-- What you should do --
In the entries below, find the lines that contain the word "impl" and copy them.
━━━━━━
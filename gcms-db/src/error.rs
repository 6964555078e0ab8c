//! Error taxonomy for the data layer
//!
//! Every failure leaving this crate is a [`DbError`]. Driver errors are first
//! reduced to a [`DriverFault`] (code + message + detail) at the driver
//! boundary, then sorted into the transient or fatal bucket by [`classify`].
//! The classifier is narrow: anything it does not recognise as a
//! connection-level failure is fatal and will not be retried.

use std::io;
use std::time::Duration;

use thiserror::Error;

/// Result type alias for data layer operations
pub type Result<T> = std::result::Result<T, DbError>;

/// What kind of connection failure a transient error represents
#[derive(Debug, Clone, Copy, PartialEq, Eq, Hash)]
pub enum TransientKind {
    /// Peer reset or aborted the connection
    ConnectionReset,
    /// Host name did not resolve or the host could not be reached
    HostUnreachable,
    /// Connection was terminated mid-flight (server shutdown, EOF)
    ConnectionTerminated,
}

/// Main error type for database operations
#[derive(Error, Debug, Clone)]
pub enum DbError {
    /// Connection-level failure, likely to succeed on retry
    #[error("connection error: {message}")]
    Transient {
        kind: TransientKind,
        code: Option<String>,
        message: String,
    },

    /// Data or logic failure (constraint, syntax, permission); never retried
    #[error("query error: {message}")]
    Fatal {
        code: Option<String>,
        message: String,
        detail: Option<String>,
    },

    /// No connection became available within the acquisition timeout
    #[error("timed out after {}ms waiting for a database connection", waited.as_millis())]
    AcquisitionTimeout { waited: Duration },

    /// The pool was closed
    #[error("connection pool is closed")]
    PoolClosed,

    /// A schema object could not be created
    #[error("failed to provision {object}: {message}")]
    Provisioning {
        object: String,
        message: String,
        detail: Option<String>,
    },
}

impl DbError {
    /// Create a fatal error without code or detail
    pub fn fatal(message: impl Into<String>) -> Self {
        Self::Fatal {
            code: None,
            message: message.into(),
            detail: None,
        }
    }

    /// Create a transient error of the given kind
    pub fn transient(kind: TransientKind, message: impl Into<String>) -> Self {
        Self::Transient {
            kind,
            code: None,
            message: message.into(),
        }
    }

    /// Whether the executor may retry after this error
    #[inline]
    pub fn is_transient(&self) -> bool {
        matches!(self, Self::Transient { .. })
    }

    /// Driver or SQLSTATE code, when one was reported
    pub fn code(&self) -> Option<&str> {
        match self {
            Self::Transient { code, .. } | Self::Fatal { code, .. } => code.as_deref(),
            _ => None,
        }
    }

    /// Server-supplied detail string, when one was reported
    pub fn detail(&self) -> Option<&str> {
        match self {
            Self::Fatal { detail, .. } | Self::Provisioning { detail, .. } => detail.as_deref(),
            _ => None,
        }
    }

    /// The bare message without the category prefix used by `Display`
    pub fn message(&self) -> String {
        match self {
            Self::Transient { message, .. }
            | Self::Fatal { message, .. }
            | Self::Provisioning { message, .. } => message.clone(),
            other => other.to_string(),
        }
    }
}

/// A driver failure before classification
#[derive(Debug, Clone, PartialEq, Eq)]
pub struct DriverFault {
    /// Errno-style code (`ECONNRESET`) or SQLSTATE (`23505`)
    pub code: Option<String>,
    pub message: String,
    pub detail: Option<String>,
}

impl DriverFault {
    pub fn new(message: impl Into<String>) -> Self {
        Self {
            code: None,
            message: message.into(),
            detail: None,
        }
    }

    pub fn with_code(mut self, code: impl Into<String>) -> Self {
        self.code = Some(code.into());
        self
    }

    pub fn with_detail(mut self, detail: impl Into<String>) -> Self {
        self.detail = Some(detail.into());
        self
    }
}

/// Codes that mark a connection-level failure.
const TRANSIENT_CODES: &[(&str, TransientKind)] = &[
    ("ECONNRESET", TransientKind::ConnectionReset),
    ("ECONNABORTED", TransientKind::ConnectionReset),
    ("EPIPE", TransientKind::ConnectionReset),
    ("ENOTFOUND", TransientKind::HostUnreachable),
    // SQLSTATE class 08: connection exception
    ("08000", TransientKind::ConnectionTerminated),
    ("08003", TransientKind::ConnectionTerminated),
    ("08006", TransientKind::ConnectionTerminated),
    // admin_shutdown: server is terminating the session
    ("57P01", TransientKind::ConnectionTerminated),
];

const TERMINATED_MARKER: &str = "connection terminated";

/// Sort a driver fault into the transient or fatal bucket.
pub fn classify(fault: DriverFault) -> DbError {
    let kind = fault
        .code
        .as_deref()
        .and_then(|code| {
            TRANSIENT_CODES
                .iter()
                .find(|(known, _)| *known == code)
                .map(|(_, kind)| *kind)
        })
        .or_else(|| {
            fault
                .message
                .to_lowercase()
                .contains(TERMINATED_MARKER)
                .then_some(TransientKind::ConnectionTerminated)
        });

    match kind {
        Some(kind) => DbError::Transient {
            kind,
            code: fault.code,
            message: fault.message,
        },
        None => DbError::Fatal {
            code: fault.code,
            message: fault.message,
            detail: fault.detail,
        },
    }
}

/// Map an I/O error to an errno-style code.
fn io_code(err: &io::Error) -> Option<&'static str> {
    match err.kind() {
        io::ErrorKind::ConnectionReset => Some("ECONNRESET"),
        io::ErrorKind::ConnectionAborted => Some("ECONNABORTED"),
        io::ErrorKind::BrokenPipe => Some("EPIPE"),
        io::ErrorKind::ConnectionRefused => Some("ECONNREFUSED"),
        // getaddrinfo failures surface as uncategorised errors
        _ if err.to_string().contains("failed to lookup address") => Some("ENOTFOUND"),
        _ => None,
    }
}

fn io_fault(err: &io::Error) -> DriverFault {
    if err.kind() == io::ErrorKind::UnexpectedEof {
        return DriverFault::new(format!("connection terminated unexpectedly: {err}"));
    }
    let fault = DriverFault::new(err.to_string());
    match io_code(err) {
        Some(code) => fault.with_code(code),
        None => fault,
    }
}

impl From<&sqlx::Error> for DriverFault {
    fn from(err: &sqlx::Error) -> Self {
        match err {
            sqlx::Error::Io(io_err) => io_fault(io_err),
            sqlx::Error::Database(db_err) => {
                let mut fault = DriverFault::new(db_err.message());
                fault.code = db_err.code().map(|c| c.into_owned());
                fault.detail = db_err
                    .try_downcast_ref::<sqlx::postgres::PgDatabaseError>()
                    .and_then(|pg| pg.detail())
                    .map(str::to_owned);
                fault
            }
            other => DriverFault::new(other.to_string()),
        }
    }
}

impl From<sqlx::Error> for DbError {
    fn from(err: sqlx::Error) -> Self {
        classify(DriverFault::from(&err))
    }
}

#[cfg(test)]
mod tests {
    use super::*;

    #[test]
    fn reset_code_is_transient() {
        let err = classify(DriverFault::new("read ECONNRESET").with_code("ECONNRESET"));
        assert!(err.is_transient());
        assert!(matches!(
            err,
            DbError::Transient {
                kind: TransientKind::ConnectionReset,
                ..
            }
        ));
    }

    #[test]
    fn dns_failure_is_host_unreachable() {
        let err = classify(DriverFault::new("getaddrinfo failed").with_code("ENOTFOUND"));
        assert!(matches!(
            err,
            DbError::Transient {
                kind: TransientKind::HostUnreachable,
                ..
            }
        ));
    }

    #[test]
    fn terminated_marker_matches_without_code() {
        let err = classify(DriverFault::new("Connection terminated due to connection timeout"));
        assert!(matches!(
            err,
            DbError::Transient {
                kind: TransientKind::ConnectionTerminated,
                ..
            }
        ));
    }

    #[test]
    fn unique_violation_is_fatal_with_detail() {
        let err = classify(
            DriverFault::new("duplicate key value violates unique constraint")
                .with_code("23505")
                .with_detail("Key (user_name)=(admin) already exists."),
        );
        assert!(!err.is_transient());
        assert_eq!(err.code(), Some("23505"));
        assert_eq!(err.detail(), Some("Key (user_name)=(admin) already exists."));
    }

    #[test]
    fn unknown_faults_default_to_fatal() {
        assert!(!classify(DriverFault::new("something odd")).is_transient());
        assert!(!classify(DriverFault::new("refused").with_code("ECONNREFUSED")).is_transient());
        assert!(!classify(DriverFault::new("permission denied").with_code("42501")).is_transient());
    }

    #[test]
    fn io_errors_map_to_codes() {
        let reset = io::Error::new(io::ErrorKind::ConnectionReset, "reset by peer");
        assert_eq!(io_fault(&reset).code.as_deref(), Some("ECONNRESET"));

        let eof = io::Error::new(io::ErrorKind::UnexpectedEof, "early eof");
        let err = classify(io_fault(&eof));
        assert!(err.is_transient());

        let dns = io::Error::new(io::ErrorKind::Other, "failed to lookup address information");
        assert_eq!(io_fault(&dns).code.as_deref(), Some("ENOTFOUND"));
    }

    #[test]
    fn sqlx_io_error_converts() {
        let err: DbError = sqlx::Error::Io(io::Error::new(io::ErrorKind::BrokenPipe, "pipe")).into();
        assert!(err.is_transient());

        let err: DbError = sqlx::Error::RowNotFound.into();
        assert!(!err.is_transient());
    }

    #[test]
    fn timeout_display() {
        let err = DbError::AcquisitionTimeout {
            waited: Duration::from_millis(2000),
        };
        assert_eq!(
            err.to_string(),
            "timed out after 2000ms waiting for a database connection"
        );
        assert!(!err.is_transient());
    }
}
━━━━━━
-- Written solution --
impl DbError {
    pub fn fatal(message: impl Into<String>) -> Self {
    pub fn transient(kind: TransientKind, message: impl Into<String>) -> Self {
impl DriverFault {
    pub fn new(message: impl Into<String>) -> Self {
    pub fn with_code(mut self, code: impl Into<String>) -> Self {
    pub fn with_detail(mut self, detail: impl Into<String>) -> Self {
impl From<&sqlx::Error> for DriverFault {
impl From<sqlx::Error> for DbError {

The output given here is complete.